- _Task description_
Write down exactly the lines from the one with "tick rate, spectators" to the end of the data, first and last included, and no others.
BEGIN Data listing
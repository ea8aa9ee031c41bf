//! Host runtime for Tilematch matches.
//!
//! Each room runs as an isolated Tokio task (actor model) that owns one
//! [`GameState`](tilematch_engine::GameState) and the
//! [`RoundEngine`](tilematch_engine::RoundEngine) that mutates it. Commands
//! arrive one at a time over a channel and the tick fires from the same
//! loop, so engine handlers never overlap.
//!
//! # Key types
//!
//! - [`spawn_room`]: start a room actor
//! - [`RoomHandle`]: join, leave, act, and read snapshots
//! - [`RoomState`]: room lifecycle state machine
//! - [`RoomConfig`]: player limits, tick rate, spectators
//! - [`TokioClock`]: the engine clock, backed by Tokio's time source

mod clock;
mod config;
mod error;
mod room;

pub use clock::TokioClock;
pub use config::{RoomConfig, RoomState};
pub use error::RoomError;
pub use room::{RoomHandle, RoomInfo, RoomOutbound, Subscriber, spawn_room};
END Data listing
- _Task solution_
//! - [`RoomConfig`]: player limits, tick rate, spectators
//! - [`TokioClock`]: the engine clock, backed by Tokio's time source

mod clock;
mod config;
mod error;
mod room;

pub use clock::TokioClock;
pub use config::{RoomConfig, RoomState};
pub use error::RoomError;
pub use room::{RoomHandle, RoomInfo, RoomOutbound, Subscriber, spawn_room};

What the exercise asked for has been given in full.